* [Input data]
impl TreasuryLedger {
    pub fn new(movements: Vec<TreasuryMovement>) -> Self {
        Self { movements }
    }

    pub fn list(&self) -> &[TreasuryMovement] {
        &self.movements
    }

    pub fn push(&mut self, movement: TreasuryMovement) {
        self.movements.push(movement);
    }

    /// True when some movement already carries this session's cash.
    pub fn is_session_received(&self, session_id: &str) -> bool {
        self.movements
            .iter()
            .any(|m| m.linked_session_id.as_deref() == Some(session_id))
    }

    /// Bills and coins in the vault, replayed from cash tallies.
    pub fn inventory(&self) -> DenominationInventory {
        let mut inventory = DenominationInventory::new();
        for m in &self.movements {
            if m.payment_method != TreasuryMethod::Cash {
                continue;
            }
            if let Some(count) = &m.denomination_count {
                match m.direction() {
                    TreasuryDirection::Income => inventory.deposit(count),
                    TreasuryDirection::Expense => inventory.withdraw(count),
                }
            }
        }
        inventory
    }

    /// Validates `input` and builds the movement to store.
    ///
    /// ## Rules
    /// - `amount` > 0; the stored amount is negated for expense categories
    /// - concept ≥ 5 characters
    /// - a tally is only allowed with Cash, and must total `amount` exactly
    /// - a cash expense tally must be covered by the vault
    /// - the resulting balance must stay representable
    pub fn prepare(
        &self,
        input: TreasuryMovementInput,
        created_by: &str,
        now: DateTime<Utc>,
    ) -> CoreResult<TreasuryMovement> {
        validate_positive(input.amount, "amount")?;
        validate_treasury_concept(&input.concept)?;
        validate_voucher_number(input.voucher_number.as_deref())?;

        if let Some(session_id) = input.linked_session_id.as_deref() {
            if self.is_session_received(session_id) {
                return Err(CoreError::HandoverAlreadyReceived {
                    session_id: session_id.to_string(),
                });
            }
        }

        if let Some(count) = &input.denomination_count {
            if input.payment_method != TreasuryMethod::Cash {
                return Err(ValidationError::NotAllowed {
                    field: "denomination_count".to_string(),
                    reason: "only cash movements carry a bill/coin tally".to_string(),
                }
                .into());
            }

            let counted = count.total()?;
            if counted != input.amount {
                return Err(CoreError::DenominationTotalMismatch {
                    declared: input.amount,
                    counted,
                });
            }

            if input.category.direction() == TreasuryDirection::Expense {
                self.inventory().ensure_covers(count, input.amount)?;
            }
        }

        let amount = match input.category.direction() {
            TreasuryDirection::Income => input.amount,
            TreasuryDirection::Expense => -input.amount,
        };

        self.movements
            .iter()
            .try_fold(Money::zero(), |acc, m| acc.checked_add(m.amount))
            .and_then(|balance| balance.checked_add(amount))
            .ok_or_else(|| ValidationError::Overflow {
                field: "amount".to_string(),
            })?;

        Ok(TreasuryMovement {
            id: Uuid::new_v4().to_string(),
            category: input.category,
            amount,
            payment_method: input.payment_method,
            concept: input.concept.trim().to_string(),
            voucher_number: input
                .voucher_number
                .map(|v| v.trim().to_string())
                .filter(|v| !v.is_empty()),
            linked_session_id: input.linked_session_id,
            denomination_count: input.denomination_count,
            occurred_at: input.occurred_at.unwrap_or(now),
            created_at: now,
            created_by: created_by.to_string(),
        })
    }

    /// Builds the SessionTransfer income for a pending close notification.
    ///
    /// Returns `None` when the till handed over no cash.
    pub fn prepare_handover(
        &self,
        notification: &CloseNotification,
        session: &CashSession,
        created_by: &str,
        now: DateTime<Utc>,
    ) -> CoreResult<Option<TreasuryMovement>> {
        if notification.status != NotificationStatus::Pending || self.is_session_received(&session.id)
        {
            return Err(CoreError::HandoverAlreadyReceived {
                session_id: session.id.clone(),
            });
        }
        if !notification.cash_to_deliver.is_positive() {
            return Ok(None);
        }

        let mut input = TreasuryMovementInput::new(
            TreasuryCategory::SessionTransfer,
            notification.cash_to_deliver,
            TreasuryMethod::Cash,
            format!("Traslado de caja, sesión {}", session.id),
        );
        input.linked_session_id = Some(session.id.clone());
        input.denomination_count = session.closing_count;
        input.occurred_at = Some(notification.closed_at);

        self.prepare(input, created_by, now).map(Some)
    }

    fn sums(movements: &[&TreasuryMovement]) -> (Money, Money) {
        movements.iter().fold((Money::zero(), Money::zero()), |(inc, exp), m| {
            if m.amount.is_positive() {
                (inc + m.amount, exp)
            } else {
                (inc, exp + m.amount.abs())
            }
        })
    }

    fn by_category(movements: &[&TreasuryMovement], direction: Option<TreasuryDirection>) -> Vec<CategoryTotal> {
        TreasuryCategory::ALL
            .into_iter()
            .filter(|c| direction.map_or(true, |d| c.direction() == d))
            .filter_map(|category| {
                let (total, count) = movements
                    .iter()
                    .filter(|m| m.category == category)
                    .fold((Money::zero(), 0i64), |(t, n), m| (t + m.amount.abs(), n + 1));
                (count > 0).then_some(CategoryTotal {
                    category,
                    total,
                    count,
                })
            })
            .collect()
    }

    fn in_period(&self, from: DateTime<Utc>, to: DateTime<Utc>) -> Vec<&TreasuryMovement> {
        self.movements
            .iter()
            .filter(|m| m.occurred_at >= from && m.occurred_at <= to)
            .collect()
    }

    /// Sum of every movement.
    pub fn current_balance(&self) -> Money {
        self.movements.iter().map(|m| m.amount).sum()
    }

    /// Recomputes the treasury position.
    pub fn balance(&self, settings: &TreasurySettings, pending_handover: Money) -> TreasuryBalance {
        let all: Vec<&TreasuryMovement> = self.movements.iter().collect();
        let (total_income, total_expense) = Self::sums(&all);
        let current_balance = total_income - total_expense;

        let by_method = TreasuryMethod::ALL
            .into_iter()
            .filter_map(|method| {
                let (balance, count) = all
                    .iter()
                    .filter(|m| m.payment_method == method)
                    .fold((Money::zero(), 0i64), |(b, n), m| (b + m.amount, n + 1));
                (count > 0).then_some(TreasuryMethodTotal {
                    method,
                    balance,
                    count,
                })
            })
            .collect();

        TreasuryBalance {
            current_balance,
            total_income,
            total_expense,
            by_category: Self::by_category(&all, None),
            by_method,
            pending_handover,
            alert_threshold: settings.alert_threshold,
            below_threshold: current_balance < settings.alert_threshold,
            movement_count: all.len() as i64,
        }
    }

    /// Period totals with per-category breakdowns.
    pub fn summary(
        &self,
        settings: &TreasurySettings,
        from: DateTime<Utc>,
        to: DateTime<Utc>,
    ) -> TreasurySummary {
        let period = self.in_period(from, to);
        let (total_income, total_expense) = Self::sums(&period);
        let current_balance = self.current_balance();

        TreasurySummary {
            from,
            to,
            current_balance,
            total_income,
            total_expense,
            movement_count: period.len() as i64,
            income_by_category: Self::by_category(&period, Some(TreasuryDirection::Income)),
            expense_by_category: Self::by_category(&period, Some(TreasuryDirection::Expense)),
            alert_threshold: settings.alert_threshold,
            below_threshold: current_balance < settings.alert_threshold,
        }
    }

    /// Opening and closing balances for a period, and where most money went.
    pub fn statistics(&self, from: DateTime<Utc>, to: DateTime<Utc>) -> TreasuryStatistics {
        let period = self.in_period(from, to);
        let (total_income, total_expense) = Self::sums(&period);
        let opening_balance: Money = self
            .movements
            .iter()
            .filter(|m| m.occurred_at < from)
            .map(|m| m.amount)
            .sum();

        // first category wins a tie, in taxonomy order
        let top_expense_category = Self::by_category(&period, Some(TreasuryDirection::Expense))
            .into_iter()
            .fold(None::<CategoryTotal>, |best, c| match best {
                Some(b) if b.total >= c.total => Some(b),
                _ => Some(c),
            });

        TreasuryStatistics {
            from,
            to,
            total_income,
            total_expense,
            opening_balance,
            closing_balance: opening_balance + total_income - total_expense,
            movement_count: period.len() as i64,
            top_expense_category,
        }
    }

    /// Projects the balance forward from the last `window_days` of activity.
    pub fn project_cash_flow(&self, now: DateTime<Utc>, window_days: i64) -> CoreResult<CashFlowProjection> {
        if !(1..=365).contains(&window_days) {
            return Err(ValidationError::OutOfRange {
                field: "window_days".to_string(),
                min: 1,
                max: 365,
            }
            .into());
        }

        let period = self.in_period(now - Duration::days(window_days), now);
        let (income, expense) = Self::sums(&period);
        let average_daily_income = Money::from_units(income.units() / window_days);
        let average_daily_expense = Money::from_units(expense.units() / window_days);
        let current_balance = self.current_balance();

        let days_of_autonomy = average_daily_expense
            .is_positive()
            .then(|| (current_balance.units() / average_daily_expense.units()).max(0));

        let projected_balance_30_days = (average_daily_income - average_daily_expense)
            .checked_mul(30)
            .and_then(|delta| current_balance.checked_add(delta))
            .ok_or_else(|| ValidationError::Overflow {
                field: "projected_balance_30_days".to_string(),
            })?;

        Ok(CashFlowProjection {
            window_days,
            average_daily_income,
            average_daily_expense,
            current_balance,
            days_of_autonomy,
            projected_balance_30_days,
        })
    }
}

* [Your assignment]
Lines from the entries that contain the word "TreasuryMovementInput" are what the answer must hold.

* [Answer area]
        input: TreasuryMovementInput,
        let mut input = TreasuryMovementInput::new(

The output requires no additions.